И все же, отдавая себе отчет в том, какая непреодолимая пропасть лежит между Набоковым, изгнанником из России, и нами, американцами, нельзя закрывать глаза на то обстоятельство, что и русским писателем он, по сути, не является. Помимо и поверх всего прочего он — это он, и никто больше. Потому нетрудно понять, что он с таким презрением относится к таким «заурядностям», как Стендаль, Бальзак, Золя, Достоевский, Манн; суть этого авторского отношения определяется не тем, сколь они в действительности заурядны, а тем, что ни один из них не является Набоковым. Особенно достается от него Достоевскому, чьей всепроникающей любовью бывали объяты буквально все: проститутки, пьяницы, дебоширы, святые, помешанные и убогие, даже те, кто обещал стать прекрасным объектом для сатиры.

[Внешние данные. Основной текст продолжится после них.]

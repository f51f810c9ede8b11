//! Apply task executor
//!
//! This module handles the actual execution of the source tasks defined in
//! the apply configuration, against one collector client per run.

use crate::apply::sumo_source::{execute_sumo_source_task, SourceAction, SourceOutcome};
use crate::apply::{ApplyConfig, Task};
use crate::sumologic::Collector;
use anyhow::Result;
use std::collections::HashSet;
use std::fmt;
use tracing::debug;

/// Counts of the actions taken during one run
#[derive(Debug, Clone, Copy, Default, PartialEq, Eq)]
pub struct ExecutionSummary {
    pub created: usize,
    pub updated: usize,
    pub removed: usize,
    pub unchanged: usize,
    pub skipped: usize,
}

impl fmt::Display for ExecutionSummary {
    fn fmt(&self, f: &mut fmt::Formatter<'_>) -> fmt::Result {
        write!(
            f,
            "{} created, {} updated, {} removed, {} unchanged, {} skipped",
            self.created, self.updated, self.removed, self.unchanged, self.skipped
        )
    }
}

impl ExecutionSummary {
    fn record(&mut self, outcome: SourceOutcome) {
        match outcome.action {
            SourceAction::Create => self.created += 1,
            SourceAction::Update => self.updated += 1,
            SourceAction::Remove => self.removed += 1,
            SourceAction::Unchanged => self.unchanged += 1,
            SourceAction::Skipped => self.skipped += 1,
        }
    }
}

/// Executor for apply tasks
pub struct TaskExecutor {
    dry_run: bool,
    disabled: bool,
}

impl TaskExecutor {
    pub fn new(dry_run: bool) -> Self {
        Self {
            dry_run,
            disabled: false,
        }
    }

    /// Skip every task without contacting the API
    pub fn disabled(mut self, disabled: bool) -> Self {
        self.disabled = disabled;
        self
    }

    /// Execute a single task
    pub async fn execute_single_task(
        &mut self,
        task: &Task,
        collector: &mut Collector,
    ) -> Result<SourceOutcome> {
        if self.disabled {
            debug!(
                task = %task.label(),
                "Skipping sumo source declaration as source management is disabled"
            );
            return Ok(SourceOutcome {
                action: SourceAction::Skipped,
                dry_run: self.dry_run,
            });
        }

        match task {
            Task::SumoSource(source_task) => {
                execute_sumo_source_task(source_task, collector, self.dry_run).await
            }
        }
    }

    /// Execute all tasks in the configuration
    pub async fn execute(
        &mut self,
        config: &ApplyConfig,
        collector: &mut Collector,
    ) -> Result<ExecutionSummary> {
        println!(
            "Executing {} tasks{}",
            config.tasks.len(),
            if self.dry_run { " (dry run)" } else { "" }
        );

        let mut summary = ExecutionSummary::default();
        for (i, task) in config.tasks.iter().enumerate() {
            println!(
                "Executing task {} of {}: {}",
                i + 1,
                config.tasks.len(),
                task.label()
            );

            let outcome = self.execute_single_task(task, collector).await?;
            summary.record(outcome);
        }

        println!(
            "All tasks completed{}: {}",
            if self.dry_run { " (dry run)" } else { "" },
            summary
        );
        Ok(summary)
    }

    /// Validate tasks without executing them
    pub fn validate(&self, config: &ApplyConfig) -> Result<()> {
        println!("Validating {} tasks", config.tasks.len());

        let mut names = HashSet::new();
        for (i, task) in config.tasks.iter().enumerate() {
            task.validate(i)?;

            let Task::SumoSource(source_task) = task;
            if !names.insert(source_task.name.as_str()) {
                return Err(anyhow::anyhow!(
                    "Task {}: sumo source '{}' is declared more than once",
                    i + 1,
                    source_task.name
                ));
            }
        }

        println!("All tasks validated successfully");
        Ok(())
    }
}
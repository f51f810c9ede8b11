use clap::{Parser, Subcommand};
use std::path::PathBuf;
use tracing::{debug, error};
use tracing_subscriber::EnvFilter;

use sumo_source::apply::executor::TaskExecutor;
use sumo_source::config::{load_apply_config, load_sumo_config, SumoConfig};
use sumo_source::sumologic::Collector;

#[derive(Parser)]
#[command(name = "sumo-source")]
#[command(about = "Declarative management of Sumo Logic collector sources")]
#[command(version)]
struct Cli {
    /// Configuration directory (default: /etc/sumo-source/config if exists, otherwise ~/.config/sumo-source/config)
    #[arg(short, long)]
    config: Option<PathBuf>,
    /// Enable verbose logging
    #[arg(short, long, global = true)]
    verbose: bool,

    #[command(subcommand)]
    command: Commands,
}

#[derive(Subcommand)]
enum Commands {
    /// Apply source tasks to the collector
    Apply {
        /// Perform dry run (only report planned changes)
        #[arg(long)]
        dry_run: bool,
    },
    /// Validate source tasks without contacting the API
    Validate,
    /// Show whether the configured collector exists
    Collector,
    /// List the sources registered on the collector
    Sources,
}

#[tokio::main]
async fn main() -> anyhow::Result<()> {
    let cli = Cli::parse();

    let filter = EnvFilter::try_from_default_env()
        .unwrap_or_else(|_| EnvFilter::new(if cli.verbose { "debug" } else { "info" }));
    tracing_subscriber::fmt().with_env_filter(filter).init();

    // Determine config directory with proper precedence:
    // 1. CLI argument if provided
    // 2. System-wide config (/etc/sumo-source/config) if it exists
    // 3. User config (~/.config/sumo-source/config)
    let config_dir = cli.config.unwrap_or_else(|| {
        let system_config = PathBuf::from("/etc/sumo-source/config");
        if system_config.exists() {
            system_config
        } else {
            dirs::config_dir()
                .unwrap_or_else(|| PathBuf::from("."))
                .join("sumo-source")
                .join("config")
        }
    });
    debug!("Using config directory: {}", config_dir.display());

    match cli.command {
        Commands::Apply { dry_run } => {
            println!("Applying source tasks from: {}", config_dir.display());
            if dry_run {
                println!("Dry run mode - no changes will be made");
            }

            let sumo_config = load_sumo_config(&config_dir)?;
            let apply_config = load_apply_config(&config_dir)?;

            let mut executor = TaskExecutor::new(dry_run).disabled(sumo_config.disabled);
            if let Err(e) = executor.validate(&apply_config) {
                eprintln!("Configuration validation failed: {}", e);
                std::process::exit(1);
            }

            let mut collector = build_collector(&sumo_config)?;
            if let Err(e) = executor.execute(&apply_config, &mut collector).await {
                error!("Task execution failed: {:#}", e);
                eprintln!("Task execution failed: {:#}", e);
                std::process::exit(1);
            }
        }
        Commands::Validate => {
            let apply_config = load_apply_config(&config_dir)?;
            if let Err(e) = TaskExecutor::new(true).validate(&apply_config) {
                eprintln!("Configuration validation failed: {}", e);
                std::process::exit(1);
            }
        }
        Commands::Collector => {
            let sumo_config = load_sumo_config(&config_dir)?;
            let mut collector = build_collector(&sumo_config)?;
            let name = collector.name().to_string();
            match collector.metadata().await? {
                Some(info) => println!("Collector '{}' exists (id {})", info.name, info.id),
                None => {
                    println!("Collector '{}' not found", name);
                    std::process::exit(1);
                }
            }
        }
        Commands::Sources => {
            let sumo_config = load_sumo_config(&config_dir)?;
            let mut collector = build_collector(&sumo_config)?;
            let sources = collector.sources().await?;
            println!("{} sources on collector:", sources.len());
            for source in sources {
                println!(
                    "  {} (id {}): {} [{}]",
                    source.name,
                    source.id,
                    source.path_expression.as_deref().unwrap_or("-"),
                    source.category.as_deref().unwrap_or("-")
                );
            }
        }
    }

    Ok(())
}

fn build_collector(config: &SumoConfig) -> anyhow::Result<Collector> {
    config.validate()?;
    let name = config.resolve_collector_name()?;
    debug!("Managing collector '{}' via {}", name, config.api_endpoint);
    Ok(Collector::from_config(config, name)?)
}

В итоге, выплескиваясь за пределы конкретного «я» героя, любовь эта обеспечивала возможность создания такого шедевра, как «Братья Карамазовы» — романа, где «я» ширится до бесконечности, вмещая целый мир, объемля всех и каждого. Но, разумеется, одержимый постоянной заботой о художественной форме и экспрессии слова Набоков не только не мог солидаризироваться с подобным романным замыслом; ему не дано было даже постичь всю грандиозность того, что довелось осуществить Достоевскому.

Joyce Carol Oates. A Personal View of Nabokov // Saturday Review of the Arts. 1973. № LP. 36–37

Постскриптум к «Субъективному взгляду на Набокова»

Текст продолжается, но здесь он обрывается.